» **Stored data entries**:
◇ ◇ ◇ ◇ ◇ ◇ ◇

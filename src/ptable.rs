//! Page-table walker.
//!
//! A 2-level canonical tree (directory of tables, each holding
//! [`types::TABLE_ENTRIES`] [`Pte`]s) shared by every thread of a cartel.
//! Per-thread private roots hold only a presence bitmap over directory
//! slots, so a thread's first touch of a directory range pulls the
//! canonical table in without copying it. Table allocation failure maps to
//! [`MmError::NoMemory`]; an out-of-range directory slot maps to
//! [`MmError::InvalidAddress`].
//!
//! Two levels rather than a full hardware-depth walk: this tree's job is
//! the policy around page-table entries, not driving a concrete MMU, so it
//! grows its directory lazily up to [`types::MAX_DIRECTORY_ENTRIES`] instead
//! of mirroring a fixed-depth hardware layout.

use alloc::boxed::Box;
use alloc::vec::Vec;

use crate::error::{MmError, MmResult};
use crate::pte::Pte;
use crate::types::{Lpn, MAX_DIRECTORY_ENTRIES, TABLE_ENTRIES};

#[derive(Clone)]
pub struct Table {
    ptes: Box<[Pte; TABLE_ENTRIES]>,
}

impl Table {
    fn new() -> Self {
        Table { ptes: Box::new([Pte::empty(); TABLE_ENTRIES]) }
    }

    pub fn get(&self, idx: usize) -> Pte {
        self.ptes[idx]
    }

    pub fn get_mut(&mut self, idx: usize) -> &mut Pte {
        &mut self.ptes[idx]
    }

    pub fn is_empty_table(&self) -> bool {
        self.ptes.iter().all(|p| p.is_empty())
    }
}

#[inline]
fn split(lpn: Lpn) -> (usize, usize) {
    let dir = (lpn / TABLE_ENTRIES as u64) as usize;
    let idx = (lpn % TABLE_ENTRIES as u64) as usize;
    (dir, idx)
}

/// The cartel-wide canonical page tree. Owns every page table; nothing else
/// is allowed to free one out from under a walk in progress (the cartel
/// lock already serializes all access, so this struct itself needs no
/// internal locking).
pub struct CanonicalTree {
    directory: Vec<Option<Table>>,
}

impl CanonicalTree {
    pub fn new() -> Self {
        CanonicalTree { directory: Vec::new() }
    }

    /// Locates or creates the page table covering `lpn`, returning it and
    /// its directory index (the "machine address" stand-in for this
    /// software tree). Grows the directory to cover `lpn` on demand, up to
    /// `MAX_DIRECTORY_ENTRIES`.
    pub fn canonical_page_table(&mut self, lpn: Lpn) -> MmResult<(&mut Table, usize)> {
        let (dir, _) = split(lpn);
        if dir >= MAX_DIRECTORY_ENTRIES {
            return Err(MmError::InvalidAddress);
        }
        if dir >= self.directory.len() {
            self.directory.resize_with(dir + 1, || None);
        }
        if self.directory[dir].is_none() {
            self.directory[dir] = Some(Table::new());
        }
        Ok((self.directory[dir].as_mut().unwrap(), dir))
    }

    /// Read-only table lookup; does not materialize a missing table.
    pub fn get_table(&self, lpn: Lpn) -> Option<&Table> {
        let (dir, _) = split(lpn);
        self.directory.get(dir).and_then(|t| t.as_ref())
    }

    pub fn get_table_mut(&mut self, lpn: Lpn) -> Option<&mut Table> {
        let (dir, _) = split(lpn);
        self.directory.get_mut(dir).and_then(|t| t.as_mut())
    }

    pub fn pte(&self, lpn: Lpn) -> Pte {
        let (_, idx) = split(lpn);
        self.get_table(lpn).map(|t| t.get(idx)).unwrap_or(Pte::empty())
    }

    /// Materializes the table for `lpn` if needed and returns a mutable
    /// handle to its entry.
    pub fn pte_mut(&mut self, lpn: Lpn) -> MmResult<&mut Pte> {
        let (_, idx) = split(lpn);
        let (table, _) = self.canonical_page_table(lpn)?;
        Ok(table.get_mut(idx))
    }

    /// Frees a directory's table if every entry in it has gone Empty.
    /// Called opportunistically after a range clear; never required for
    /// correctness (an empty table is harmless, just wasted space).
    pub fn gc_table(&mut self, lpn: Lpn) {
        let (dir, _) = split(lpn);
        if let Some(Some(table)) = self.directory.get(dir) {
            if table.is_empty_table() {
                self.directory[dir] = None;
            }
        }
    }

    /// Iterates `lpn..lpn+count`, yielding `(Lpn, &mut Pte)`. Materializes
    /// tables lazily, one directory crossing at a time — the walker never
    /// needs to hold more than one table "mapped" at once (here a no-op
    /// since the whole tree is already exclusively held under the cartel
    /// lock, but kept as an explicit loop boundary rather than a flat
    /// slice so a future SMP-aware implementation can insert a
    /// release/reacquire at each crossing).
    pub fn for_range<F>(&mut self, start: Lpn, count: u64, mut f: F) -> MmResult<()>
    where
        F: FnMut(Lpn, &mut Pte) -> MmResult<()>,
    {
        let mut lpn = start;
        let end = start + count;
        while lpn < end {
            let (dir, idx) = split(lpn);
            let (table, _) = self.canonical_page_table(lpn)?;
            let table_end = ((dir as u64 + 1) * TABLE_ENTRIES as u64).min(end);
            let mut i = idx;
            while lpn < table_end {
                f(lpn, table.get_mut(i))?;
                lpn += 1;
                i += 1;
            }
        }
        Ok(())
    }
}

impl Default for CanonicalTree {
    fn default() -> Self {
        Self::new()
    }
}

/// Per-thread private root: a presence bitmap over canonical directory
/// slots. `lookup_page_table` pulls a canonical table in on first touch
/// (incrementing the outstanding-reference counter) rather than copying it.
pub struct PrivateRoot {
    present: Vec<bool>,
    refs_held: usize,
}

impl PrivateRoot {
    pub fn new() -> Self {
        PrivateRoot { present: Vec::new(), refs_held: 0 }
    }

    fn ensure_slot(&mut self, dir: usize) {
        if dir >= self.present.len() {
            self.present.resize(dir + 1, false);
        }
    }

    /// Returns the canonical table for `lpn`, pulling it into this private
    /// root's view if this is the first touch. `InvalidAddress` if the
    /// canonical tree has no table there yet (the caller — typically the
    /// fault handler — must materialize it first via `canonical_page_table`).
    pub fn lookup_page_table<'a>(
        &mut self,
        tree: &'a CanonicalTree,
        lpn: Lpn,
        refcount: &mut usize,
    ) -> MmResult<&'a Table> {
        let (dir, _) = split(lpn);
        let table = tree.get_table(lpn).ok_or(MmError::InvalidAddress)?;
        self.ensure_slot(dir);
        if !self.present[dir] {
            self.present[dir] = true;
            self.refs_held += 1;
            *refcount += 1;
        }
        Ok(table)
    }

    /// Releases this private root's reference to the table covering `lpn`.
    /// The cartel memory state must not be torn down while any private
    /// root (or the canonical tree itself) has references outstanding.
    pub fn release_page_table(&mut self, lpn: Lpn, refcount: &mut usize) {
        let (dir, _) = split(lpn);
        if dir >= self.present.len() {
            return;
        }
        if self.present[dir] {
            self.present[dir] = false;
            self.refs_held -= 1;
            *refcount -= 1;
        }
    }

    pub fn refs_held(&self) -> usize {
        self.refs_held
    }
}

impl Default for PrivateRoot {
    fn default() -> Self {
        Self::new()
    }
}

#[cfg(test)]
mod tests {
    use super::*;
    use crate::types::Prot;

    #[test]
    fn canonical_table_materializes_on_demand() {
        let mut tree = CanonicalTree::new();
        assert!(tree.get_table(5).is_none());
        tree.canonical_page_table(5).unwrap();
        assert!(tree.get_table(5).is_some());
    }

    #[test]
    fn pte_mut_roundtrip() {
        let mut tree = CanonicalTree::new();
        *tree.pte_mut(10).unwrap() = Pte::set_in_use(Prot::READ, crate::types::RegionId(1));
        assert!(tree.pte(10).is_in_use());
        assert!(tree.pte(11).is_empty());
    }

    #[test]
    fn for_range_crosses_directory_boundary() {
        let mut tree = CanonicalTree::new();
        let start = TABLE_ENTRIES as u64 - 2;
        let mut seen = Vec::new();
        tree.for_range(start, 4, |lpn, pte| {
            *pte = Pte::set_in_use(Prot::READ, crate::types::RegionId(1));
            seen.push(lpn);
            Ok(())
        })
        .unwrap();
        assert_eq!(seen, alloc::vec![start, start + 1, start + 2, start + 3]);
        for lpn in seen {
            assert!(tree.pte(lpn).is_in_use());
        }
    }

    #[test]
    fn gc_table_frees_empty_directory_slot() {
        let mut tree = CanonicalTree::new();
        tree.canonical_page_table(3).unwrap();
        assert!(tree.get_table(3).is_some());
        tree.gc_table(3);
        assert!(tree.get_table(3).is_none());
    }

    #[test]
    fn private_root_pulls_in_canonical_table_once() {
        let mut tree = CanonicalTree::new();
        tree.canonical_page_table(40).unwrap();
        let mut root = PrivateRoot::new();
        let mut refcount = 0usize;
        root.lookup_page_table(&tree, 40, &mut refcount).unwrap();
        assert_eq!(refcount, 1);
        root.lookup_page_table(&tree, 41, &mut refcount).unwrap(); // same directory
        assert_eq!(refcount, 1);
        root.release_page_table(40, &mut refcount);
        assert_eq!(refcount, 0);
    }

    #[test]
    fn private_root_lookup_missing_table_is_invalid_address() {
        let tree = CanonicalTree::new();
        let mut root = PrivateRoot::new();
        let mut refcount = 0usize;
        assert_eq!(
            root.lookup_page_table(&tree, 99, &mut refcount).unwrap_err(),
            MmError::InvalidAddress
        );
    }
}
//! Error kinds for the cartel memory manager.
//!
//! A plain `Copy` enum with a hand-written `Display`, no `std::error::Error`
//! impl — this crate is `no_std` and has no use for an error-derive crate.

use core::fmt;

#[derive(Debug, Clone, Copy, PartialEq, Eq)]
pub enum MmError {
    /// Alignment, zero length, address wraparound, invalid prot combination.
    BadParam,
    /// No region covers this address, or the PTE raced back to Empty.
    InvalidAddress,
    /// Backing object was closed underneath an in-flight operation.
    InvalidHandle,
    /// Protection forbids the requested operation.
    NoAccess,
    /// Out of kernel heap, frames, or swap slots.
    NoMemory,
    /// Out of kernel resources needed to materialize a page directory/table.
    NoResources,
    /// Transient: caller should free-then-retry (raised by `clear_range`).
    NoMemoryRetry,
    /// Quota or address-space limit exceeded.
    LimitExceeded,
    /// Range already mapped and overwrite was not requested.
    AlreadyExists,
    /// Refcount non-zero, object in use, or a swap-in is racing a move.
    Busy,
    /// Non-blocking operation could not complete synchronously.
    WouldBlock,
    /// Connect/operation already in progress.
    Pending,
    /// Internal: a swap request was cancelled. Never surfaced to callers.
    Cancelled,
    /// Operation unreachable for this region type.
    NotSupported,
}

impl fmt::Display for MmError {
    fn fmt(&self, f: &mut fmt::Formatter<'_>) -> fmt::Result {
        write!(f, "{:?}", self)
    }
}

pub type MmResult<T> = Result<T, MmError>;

◇ ◇ ◇ ◇ ◇ ◇ ◇

» **Task details**: Your answer should be the lines above, from the line containing "pub fn release_page_table(&mut" up to and including the line containing "use super::*;", reproduced exactly and with nothing else.

» **Expected answer**:
    pub fn release_page_table(&mut self, lpn: Lpn, refcount: &mut usize) {
        let (dir, _) = split(lpn);
        if dir >= self.present.len() {
            return;
        }
        if self.present[dir] {
            self.present[dir] = false;
            self.refs_held -= 1;
            *refcount -= 1;
        }
    }

    pub fn refs_held(&self) -> usize {
        self.refs_held
    }
}

impl Default for PrivateRoot {
    fn default() -> Self {
        Self::new()
    }
}

#[cfg(test)]
mod tests {
    use super::*;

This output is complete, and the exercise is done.